[PROMPT]:
First find the line with "log(1 + e^-|x|)，数值稳定写法" in the entries below, then set down exactly every line through the line with "impl Loss for L1Loss", that line included.

[DATA SUPPLIED]:

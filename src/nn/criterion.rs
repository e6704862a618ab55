/*
 * @Date         : 2026-02-03
 * @Description  : 损失函数（criterion）。所有损失都对批内全部元素取均值，
 *                 并同时给出损失值及其对预测值的梯度。
 */

use crate::errors::SynthError;
use crate::tensor::Tensor;

/// PyTorch 的 BCELoss 把 log 截断在 -100，避免 log(0) 得到无穷大
const LOG_FLOOR: f32 = -100.0;
const EPSILON: f32 = 1e-12;

/// 一次损失计算的结果
#[derive(Debug, Clone)]
pub struct LossOutput {
    pub value: f32,
    /// 损失对预测值的梯度，形状与预测值一致
    pub grad: Tensor,
}

impl LossOutput {
    /// NaN 或正负无穷
    pub fn is_non_finite(&self) -> bool {
        !self.value.is_finite()
    }
}

pub trait Loss {
    fn name(&self) -> &str;
    fn compute(&self, prediction: &Tensor, target: &Tensor) -> Result<LossOutput, SynthError>;
}

/// 二元交叉熵，输入须为概率（即已过 Sigmoid）
#[derive(Debug, Clone, Default)]
pub struct BceLoss;

/// 带 Sigmoid 的二元交叉熵，输入为 logits
#[derive(Debug, Clone, Default)]
pub struct BceWithLogitsLoss;

#[derive(Debug, Clone, Default)]
pub struct MseLoss;

#[derive(Debug, Clone, Default)]
pub struct L1Loss;

impl Loss for BceLoss {
    fn name(&self) -> &str {
        "bce"
    }

    fn compute(&self, prediction: &Tensor, target: &Tensor) -> Result<LossOutput, SynthError> {
        elementwise(prediction, target, |p, t| {
            let log_p = floor_nan_safe(p.ln(), LOG_FLOOR);
            let log_1mp = floor_nan_safe((1.0 - p).ln(), LOG_FLOOR);
            let loss = -(t * log_p + (1.0 - t) * log_1mp);
            let grad = (p - t) / floor_nan_safe(p * (1.0 - p), EPSILON);
            (loss, grad)
        })
    }
}

impl Loss for BceWithLogitsLoss {
    fn name(&self) -> &str {
        "bce_with_logits"
    }

    fn compute(&self, prediction: &Tensor, target: &Tensor) -> Result<LossOutput, SynthError> {
        elementwise(prediction, target, |x, t| {
            // max(x, 0) - x*t + log(1 + e^-|x|)，数值稳定写法
            let positive_part = if x > 0.0 { x } else { 0.0 * x };
            let loss = positive_part - x * t + (-x.abs()).exp().ln_1p();
            let sigmoid = 1.0 / (1.0 + (-x).exp());
            (loss, sigmoid - t)
        })
    }
}

impl Loss for MseLoss {
    fn name(&self) -> &str {
        "mse"
    }

    fn compute(&self, prediction: &Tensor, target: &Tensor) -> Result<LossOutput, SynthError> {
        elementwise(prediction, target, |p, t| {
            let diff = p - t;
            (diff * diff, 2.0 * diff)
        })
    }
}

impl Loss for L1Loss {
    fn name(&self) -> &str {
        "l1"
    }

    fn compute(&self, prediction: &Tensor, target: &Tensor) -> Result<LossOutput, SynthError> {
        elementwise(prediction, target, |p, t| {
            let diff = p - t;
            let sign = if diff > 0.0 {
                1.0
            } else if diff < 0.0 {
                -1.0
            } else {
                0.0
            };
            (diff.abs(), sign)
        })
    }
}

/// 逐元素计算损失与梯度，再对全部元素取均值
fn elementwise(
    prediction: &Tensor,
    target: &Tensor,
    f: impl Fn(f32, f32) -> (f32, f32),
) -> Result<LossOutput, SynthError> {
    if prediction.shape() != target.shape() {
        return Err(SynthError::ShapeMismatch {
            context: "损失函数的预测值与目标值".to_string(),
            expected: prediction.shape().to_vec(),
            got: target.shape().to_vec(),
        });
    }
    let n = prediction.size().max(1) as f32;
    let mut total = 0.0;
    let mut grads = Vec::with_capacity(prediction.size());
    for (&p, &t) in prediction.data().iter().zip(target.data().iter()) {
        let (loss, grad) = f(p, t);
        total += loss;
        grads.push(grad / n);
    }
    Ok(LossOutput {
        value: total / n,
        grad: Tensor::new(&grads, prediction.shape()),
    })
}

/// 下界截断，但保留 NaN（`f32::max`会把 NaN 吞掉）
fn floor_nan_safe(x: f32, floor: f32) -> f32 {
    if x < floor { floor } else { x }
}
/*
 * @Date         : 2026-02-03
 * @Description  : 优化器单元测试
 */

use crate::errors::SynthError;
use crate::nn::{Adam, Layer, Linear, Network, Optimizer, SGD, Sequential};
use approx::assert_abs_diff_eq;
use ndarray::array;

/// 单个 1→1 Linear 层构成的网络，w=2，b=0
fn tiny_network() -> Sequential {
    Sequential::new("tiny", &[1]).add(Linear::from_weights("fc", array![[2.0]], array![[0.0]]))
}

fn set_grads(net: &mut Sequential, gw: f32, gb: f32) {
    let mut params = net.parameters_mut();
    params[0].grad_mut().fill(gw);
    params[1].grad_mut().fill(gb);
}

fn weight(net: &Sequential) -> f32 {
    net.parameters()[0].value()[[0, 0]]
}

#[test]
fn test_sgd_plain_step() -> Result<(), SynthError> {
    let mut net = tiny_network();
    let mut sgd = SGD::new(0.1);
    set_grads(&mut net, 1.0, 0.5);
    sgd.step(&mut net)?;
    assert_abs_diff_eq!(weight(&net), 1.9, epsilon = 1e-6);
    assert_abs_diff_eq!(net.parameters()[1].value()[[0, 0]], -0.05, epsilon = 1e-6);
    assert_eq!(sgd.steps_taken(), 1);
    Ok(())
}

#[test]
fn test_sgd_momentum() -> Result<(), SynthError> {
    let mut net = tiny_network();
    let mut sgd = SGD::with_options(0.1, 0.9, 0.0);
    set_grads(&mut net, 1.0, 0.0);
    sgd.step(&mut net)?; // v=1   → w = 2 - 0.1
    sgd.step(&mut net)?; // v=1.9 → w = 1.9 - 0.19
    assert_abs_diff_eq!(weight(&net), 1.71, epsilon = 1e-5);

    sgd.reset();
    assert_eq!(sgd.steps_taken(), 0);
    Ok(())
}

#[test]
fn test_sgd_weight_decay() -> Result<(), SynthError> {
    let mut net = tiny_network();
    let mut sgd = SGD::with_options(0.1, 0.0, 0.5);
    set_grads(&mut net, 0.0, 0.0);
    sgd.step(&mut net)?; // g = 0 + 0.5·2 = 1
    assert_abs_diff_eq!(weight(&net), 1.9, epsilon = 1e-6);
    Ok(())
}

#[test]
fn test_adam_first_step_is_lr_sized() -> Result<(), SynthError> {
    // 偏差修正后第一步的更新量约为 lr·sign(g)
    let mut net = tiny_network();
    let mut adam = Adam::new_default(0.01);
    set_grads(&mut net, 3.0, -4.0);
    adam.step(&mut net)?;
    assert_abs_diff_eq!(weight(&net), 2.0 - 0.01, epsilon = 1e-5);
    assert_abs_diff_eq!(net.parameters()[1].value()[[0, 0]], 0.01, epsilon = 1e-5);
    assert_eq!(adam.name(), "adam");
    Ok(())
}

#[test]
fn test_adamw_decouples_weight_decay() -> Result<(), SynthError> {
    let mut net = tiny_network();
    let mut adamw = Adam::adamw(0.1, 0.9, 0.999, 1e-8, 0.5);
    set_grads(&mut net, 0.0, 0.0);
    adamw.step(&mut net)?;
    // 梯度为0时只剩衰减项：w·(1 - lr·λ)
    assert_abs_diff_eq!(weight(&net), 2.0 * (1.0 - 0.05), epsilon = 1e-6);
    assert_eq!(adamw.name(), "adamw");
    Ok(())
}

#[test]
fn test_optimizer_only_touches_given_network() -> Result<(), SynthError> {
    let mut a = tiny_network();
    let mut b = tiny_network();
    set_grads(&mut a, 1.0, 1.0);
    set_grads(&mut b, 1.0, 1.0);
    let before = b.snapshot();
    SGD::new(0.5).step(&mut a)?;
    assert_eq!(b.snapshot(), before);
    assert_ne!(a.snapshot(), before);
    Ok(())
}

#[test]
fn test_optimizer_state_rejects_other_network() -> Result<(), SynthError> {
    let mut small = tiny_network();
    let mut large = Sequential::new("large", &[2])
        .add(Linear::from_weights("fc", array![[1.0, 1.0]], array![[0.0, 0.0]]));
    let mut adam = Adam::new_default(0.01);
    adam.step(&mut small)?;
    assert!(matches!(adam.step(&mut large), Err(SynthError::ShapeMismatch { .. })));
    // Layer trait 仍可直接访问参数
    assert_eq!(large.layers()[0].parameters().len(), 2);
    Ok(())
}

[FINISHED TASK]:
            // max(x, 0) - x*t + log(1 + e^-|x|)，数值稳定写法
            let positive_part = if x > 0.0 { x } else { 0.0 * x };
            let loss = positive_part - x * t + (-x.abs()).exp().ln_1p();
            let sigmoid = 1.0 / (1.0 + (-x).exp());
            (loss, sigmoid - t)
        })
    }
}

impl Loss for MseLoss {
    fn name(&self) -> &str {
        "mse"
    }

    fn compute(&self, prediction: &Tensor, target: &Tensor) -> Result<LossOutput, SynthError> {
        elementwise(prediction, target, |p, t| {
            let diff = p - t;
            (diff * diff, 2.0 * diff)
        })
    }
}

impl Loss for L1Loss {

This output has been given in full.